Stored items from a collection
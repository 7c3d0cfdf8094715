//! Cluster-level API built on [`BoundaryScanner`].

use std::iter::FusedIterator;
use std::path::PathBuf;
use std::sync::{Arc, OnceLock};

use crate::error::{Error, Result};
use crate::scanner::BoundaryScanner;
use crate::table::{ClassTable, UnicodeVersion};

/// Where a [`Segmenter`] gets its class table from.
#[derive(Clone, Debug, Default, PartialEq, Eq)]
pub enum TableSource {
    /// The table compiled into the crate.
    #[default]
    Bundled,
    /// A serialized table on disk.
    Path(PathBuf),
    /// A serialized table already in memory.
    Bytes(Vec<u8>),
}

/// Segmenter configuration.
#[derive(Clone, Debug, Default, PartialEq, Eq)]
pub struct SegmenterOptions {
    /// Class table to load.
    pub table: TableSource,
    /// Reject tables stamped with any other Unicode version.
    pub require_unicode_version: Option<UnicodeVersion>,
}

/// Splits UTF-16 text into extended grapheme clusters.
///
/// A segmenter owns a shared handle to its class table; cloning it is
/// cheap and clones share the table.
///
/// # Example
///
/// ```
/// use grapheme_breaker::Segmenter;
///
/// let segmenter = Segmenter::new();
/// let text: Vec<u16> = "😜🇺🇸👍".encode_utf16().collect();
/// let clusters = segmenter.break_clusters(&text);
/// assert_eq!(clusters.len(), 3);
/// assert_eq!(String::from_utf16_lossy(clusters[1]), "🇺🇸");
/// assert_eq!(segmenter.count_breaks(&text), 3);
/// ```
#[derive(Clone, Debug)]
pub struct Segmenter {
    table: Arc<ClassTable>,
}

impl Default for Segmenter {
    fn default() -> Self {
        Self::new()
    }
}

impl Segmenter {
    /// Segmenter over the bundled table.
    #[must_use]
    pub fn new() -> Self {
        Self::with_table(ClassTable::bundled_shared())
    }

    /// Segmenter over an already loaded table.
    #[must_use]
    pub const fn with_table(table: Arc<ClassTable>) -> Self {
        Self { table }
    }

    /// Build a segmenter from options, loading the table they name.
    pub fn with_options(options: SegmenterOptions) -> Result<Self> {
        let table = match options.table {
            TableSource::Bundled => ClassTable::bundled_shared(),
            TableSource::Path(path) => Arc::new(ClassTable::from_path(path)?),
            TableSource::Bytes(bytes) => Arc::new(ClassTable::from_bytes(&bytes)?),
        };

        if let Some(expected) = options.require_unicode_version {
            let actual = table.unicode_version();
            if actual != expected {
                return Err(Error::UnicodeVersionMismatch { expected, actual });
            }
        }

        Ok(Self::with_table(table))
    }

    /// Process-wide segmenter over the bundled table.
    pub(crate) fn bundled() -> &'static Self {
        static SEGMENTER: OnceLock<Segmenter> = OnceLock::new();
        SEGMENTER.get_or_init(Self::new)
    }

    #[must_use]
    pub fn table(&self) -> &ClassTable {
        &self.table
    }

    /// Scanner borrowing this segmenter's table.
    #[must_use]
    pub fn scanner(&self) -> BoundaryScanner<'_> {
        BoundaryScanner::new(&self.table)
    }

    /// See [`BoundaryScanner::next_break`].
    #[must_use]
    pub fn next_break(&self, text: &[u16], index: isize) -> usize {
        self.scanner().next_break(text, index)
    }

    /// See [`BoundaryScanner::previous_break`].
    #[must_use]
    pub fn previous_break(&self, text: &[u16], index: isize) -> usize {
        self.scanner().previous_break(text, index)
    }

    /// All clusters of `text`, in order. Empty text has no clusters.
    #[must_use]
    pub fn break_clusters<'a>(&self, text: &'a [u16]) -> Vec<&'a [u16]> {
        let scanner = self.scanner();
        let len = text.len();
        let mut clusters = Vec::new();
        let mut index = 0;

        loop {
            let brk = scanner.next_break_from(text, index);
            if brk >= len {
                break;
            }
            clusters.push(&text[index..brk]);
            index = brk;
        }
        if index < len {
            clusters.push(&text[index..]);
        }

        clusters
    }

    /// Number of clusters in `text`, without slicing.
    #[must_use]
    pub fn count_breaks(&self, text: &[u16]) -> usize {
        let scanner = self.scanner();
        let len = text.len();
        let mut count = 0;
        let mut index = 0;

        while index < len {
            index = scanner.next_break_from(text, index);
            count += 1;
        }

        count
    }

    /// Every boundary of `text`, including 0 and `text.len()`.
    #[must_use]
    pub fn boundaries(&self, text: &[u16]) -> Vec<usize> {
        let scanner = self.scanner();
        let mut out = vec![0];
        let mut index = 0;

        while index < text.len() {
            index = scanner.next_break_from(text, index);
            out.push(index);
        }

        out
    }

    /// Lazy iterator over the clusters of `text`, usable from both ends.
    #[must_use]
    pub fn graphemes<'a>(&'a self, text: &'a [u16]) -> Graphemes<'a> {
        Graphemes::new(self.scanner(), text)
    }

    /// Clusters of a Rust string.
    ///
    /// Boundaries are computed on the UTF-16 encoding of `s`, then mapped
    /// back to byte offsets.
    #[must_use]
    pub fn break_str<'s>(&self, s: &'s str) -> Vec<&'s str> {
        let (units, offsets) = encode_with_offsets(s);
        self.boundaries(&units)
            .windows(2)
            .map(|w| &s[offsets[w[0]]..offsets[w[1]]])
            .collect()
    }

    /// Number of clusters in a Rust string.
    #[must_use]
    pub fn count_str(&self, s: &str) -> usize {
        let units: Vec<u16> = s.encode_utf16().collect();
        self.count_breaks(&units)
    }
}

/// UTF-16 units of `s`, with the byte offset of each unit's char.
///
/// `offsets` has one extra trailing entry equal to `s.len()`.
fn encode_with_offsets(s: &str) -> (Vec<u16>, Vec<usize>) {
    let mut units = Vec::with_capacity(s.len());
    let mut offsets = Vec::with_capacity(s.len() + 1);
    let mut buf = [0u16; 2];

    for (offset, ch) in s.char_indices() {
        for &unit in ch.encode_utf16(&mut buf).iter() {
            units.push(unit);
            offsets.push(offset);
        }
    }
    offsets.push(s.len());

    (units, offsets)
}

/// Iterator over grapheme clusters as code unit slices.
///
/// Created by [`Segmenter::graphemes`] or [`crate::graphemes`].
#[derive(Clone, Debug)]
pub struct Graphemes<'a> {
    scanner: BoundaryScanner<'a>,
    text: &'a [u16],
    front: usize,
    back: usize,
}

impl<'a> Graphemes<'a> {
    pub(crate) const fn new(scanner: BoundaryScanner<'a>, text: &'a [u16]) -> Self {
        Self {
            scanner,
            text,
            front: 0,
            back: text.len(),
        }
    }

    /// Not-yet-yielded part of the text.
    #[must_use]
    pub fn as_remaining(&self) -> &'a [u16] {
        &self.text[self.front..self.back]
    }

    /// Code unit offset of the next cluster from the front.
    #[must_use]
    pub const fn offset(&self) -> usize {
        self.front
    }
}

impl<'a> Iterator for Graphemes<'a> {
    type Item = &'a [u16];

    fn next(&mut self) -> Option<Self::Item> {
        if self.front >= self.back {
            return None;
        }
        let end = self
            .scanner
            .next_break_from(self.text, self.front)
            .min(self.back);
        let cluster = &self.text[self.front..end];
        self.front = end;
        Some(cluster)
    }

    fn size_hint(&self) -> (usize, Option<usize>) {
        let remaining = self.back - self.front;
        (usize::from(remaining > 0), Some(remaining))
    }
}

impl DoubleEndedIterator for Graphemes<'_> {
    fn next_back(&mut self) -> Option<Self::Item> {
        if self.front >= self.back {
            return None;
        }
        let start = self
            .scanner
            .previous_break_from(self.text, self.back)
            .max(self.front);
        let cluster = &self.text[start..self.back];
        self.back = start;
        Some(cluster)
    }
}

impl FusedIterator for Graphemes<'_> {}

● **Problem**:
Having read the entries above, repeat them exactly.

● **Task answer**:
repository 7c3d0cfdf8094715
//! Cluster-level API built on [`BoundaryScanner`].

use std::iter::FusedIterator;
use std::path::PathBuf;
use std::sync::{Arc, OnceLock};

use crate::error::{Error, Result};
use crate::scanner::BoundaryScanner;
use crate::table::{ClassTable, UnicodeVersion};

/// Where a [`Segmenter`] gets its class table from.
#[derive(Clone, Debug, Default, PartialEq, Eq)]
pub enum TableSource {
    /// The table compiled into the crate.
    #[default]
    Bundled,
    /// A serialized table on disk.
    Path(PathBuf),
    /// A serialized table already in memory.
    Bytes(Vec<u8>),
}

/// Segmenter configuration.
#[derive(Clone, Debug, Default, PartialEq, Eq)]
pub struct SegmenterOptions {
    /// Class table to load.
    pub table: TableSource,
    /// Reject tables stamped with any other Unicode version.
    pub require_unicode_version: Option<UnicodeVersion>,
}

/// Splits UTF-16 text into extended grapheme clusters.
///
/// A segmenter owns a shared handle to its class table; cloning it is
/// cheap and clones share the table.
///
/// # Example
///
/// ```
/// use grapheme_breaker::Segmenter;
///
/// let segmenter = Segmenter::new();
/// let text: Vec<u16> = "😜🇺🇸👍".encode_utf16().collect();
/// let clusters = segmenter.break_clusters(&text);
/// assert_eq!(clusters.len(), 3);
/// assert_eq!(String::from_utf16_lossy(clusters[1]), "🇺🇸");
/// assert_eq!(segmenter.count_breaks(&text), 3);
/// ```
#[derive(Clone, Debug)]
pub struct Segmenter {
    table: Arc<ClassTable>,
}

impl Default for Segmenter {
    fn default() -> Self {
        Self::new()
    }
}

impl Segmenter {
    /// Segmenter over the bundled table.
    #[must_use]
    pub fn new() -> Self {
        Self::with_table(ClassTable::bundled_shared())
    }

    /// Segmenter over an already loaded table.
    #[must_use]
    pub const fn with_table(table: Arc<ClassTable>) -> Self {
        Self { table }
    }

    /// Build a segmenter from options, loading the table they name.
    pub fn with_options(options: SegmenterOptions) -> Result<Self> {
        let table = match options.table {
            TableSource::Bundled => ClassTable::bundled_shared(),
            TableSource::Path(path) => Arc::new(ClassTable::from_path(path)?),
            TableSource::Bytes(bytes) => Arc::new(ClassTable::from_bytes(&bytes)?),
        };

        if let Some(expected) = options.require_unicode_version {
            let actual = table.unicode_version();
            if actual != expected {
                return Err(Error::UnicodeVersionMismatch { expected, actual });
            }
        }

        Ok(Self::with_table(table))
    }

    /// Process-wide segmenter over the bundled table.
    pub(crate) fn bundled() -> &'static Self {
        static SEGMENTER: OnceLock<Segmenter> = OnceLock::new();
        SEGMENTER.get_or_init(Self::new)
    }

    #[must_use]
    pub fn table(&self) -> &ClassTable {
        &self.table
    }

    /// Scanner borrowing this segmenter's table.
    #[must_use]
    pub fn scanner(&self) -> BoundaryScanner<'_> {
        BoundaryScanner::new(&self.table)
    }

    /// See [`BoundaryScanner::next_break`].
    #[must_use]
    pub fn next_break(&self, text: &[u16], index: isize) -> usize {
        self.scanner().next_break(text, index)
    }

    /// See [`BoundaryScanner::previous_break`].
    #[must_use]
    pub fn previous_break(&self, text: &[u16], index: isize) -> usize {
        self.scanner().previous_break(text, index)
    }

    /// All clusters of `text`, in order. Empty text has no clusters.
    #[must_use]
    pub fn break_clusters<'a>(&self, text: &'a [u16]) -> Vec<&'a [u16]> {
        let scanner = self.scanner();
        let len = text.len();
        let mut clusters = Vec::new();
        let mut index = 0;

        loop {
            let brk = scanner.next_break_from(text, index);
            if brk >= len {
                break;
            }
            clusters.push(&text[index..brk]);
            index = brk;
        }
        if index < len {
            clusters.push(&text[index..]);
        }

        clusters
    }

    /// Number of clusters in `text`, without slicing.
    #[must_use]
    pub fn count_breaks(&self, text: &[u16]) -> usize {
        let scanner = self.scanner();
        let len = text.len();
        let mut count = 0;
        let mut index = 0;

        while index < len {
            index = scanner.next_break_from(text, index);
            count += 1;
        }

        count
    }

    /// Every boundary of `text`, including 0 and `text.len()`.
    #[must_use]
    pub fn boundaries(&self, text: &[u16]) -> Vec<usize> {
        let scanner = self.scanner();
        let mut out = vec![0];
        let mut index = 0;

        while index < text.len() {
            index = scanner.next_break_from(text, index);
            out.push(index);
        }

        out
    }

    /// Lazy iterator over the clusters of `text`, usable from both ends.
    #[must_use]
    pub fn graphemes<'a>(&'a self, text: &'a [u16]) -> Graphemes<'a> {
        Graphemes::new(self.scanner(), text)
    }

    /// Clusters of a Rust string.
    ///
    /// Boundaries are computed on the UTF-16 encoding of `s`, then mapped
    /// back to byte offsets.
    #[must_use]
    pub fn break_str<'s>(&self, s: &'s str) -> Vec<&'s str> {
        let (units, offsets) = encode_with_offsets(s);
        self.boundaries(&units)
            .windows(2)
            .map(|w| &s[offsets[w[0]]..offsets[w[1]]])
            .collect()
    }

    /// Number of clusters in a Rust string.
    #[must_use]
    pub fn count_str(&self, s: &str) -> usize {
        let units: Vec<u16> = s.encode_utf16().collect();
        self.count_breaks(&units)
    }
}

/// UTF-16 units of `s`, with the byte offset of each unit's char.
///
/// `offsets` has one extra trailing entry equal to `s.len()`.
fn encode_with_offsets(s: &str) -> (Vec<u16>, Vec<usize>) {
    let mut units = Vec::with_capacity(s.len());
    let mut offsets = Vec::with_capacity(s.len() + 1);
    let mut buf = [0u16; 2];

    for (offset, ch) in s.char_indices() {
        for &unit in ch.encode_utf16(&mut buf).iter() {
            units.push(unit);
            offsets.push(offset);
        }
    }
    offsets.push(s.len());

    (units, offsets)
}

/// Iterator over grapheme clusters as code unit slices.
///
/// Created by [`Segmenter::graphemes`] or [`crate::graphemes`].
#[derive(Clone, Debug)]
pub struct Graphemes<'a> {
    scanner: BoundaryScanner<'a>,
    text: &'a [u16],
    front: usize,
    back: usize,
}

impl<'a> Graphemes<'a> {
    pub(crate) const fn new(scanner: BoundaryScanner<'a>, text: &'a [u16]) -> Self {
        Self {
            scanner,
            text,
            front: 0,
            back: text.len(),
        }
    }

    /// Not-yet-yielded part of the text.
    #[must_use]
    pub fn as_remaining(&self) -> &'a [u16] {
        &self.text[self.front..self.back]
    }

    /// Code unit offset of the next cluster from the front.
    #[must_use]
    pub const fn offset(&self) -> usize {
        self.front
    }
}

impl<'a> Iterator for Graphemes<'a> {
    type Item = &'a [u16];

    fn next(&mut self) -> Option<Self::Item> {
        if self.front >= self.back {
            return None;
        }
        let end = self
            .scanner
            .next_break_from(self.text, self.front)
            .min(self.back);
        let cluster = &self.text[self.front..end];
        self.front = end;
        Some(cluster)
    }

    fn size_hint(&self) -> (usize, Option<usize>) {
        let remaining = self.back - self.front;
        (usize::from(remaining > 0), Some(remaining))
    }
}

impl DoubleEndedIterator for Graphemes<'_> {
    fn next_back(&mut self) -> Option<Self::Item> {
        if self.front >= self.back {
            return None;
        }
        let start = self
            .scanner
            .previous_break_from(self.text, self.back)
            .max(self.front);
        let cluster = &self.text[start..self.back];
        self.back = start;
        Some(cluster)
    }
}

impl FusedIterator for Graphemes<'_> {}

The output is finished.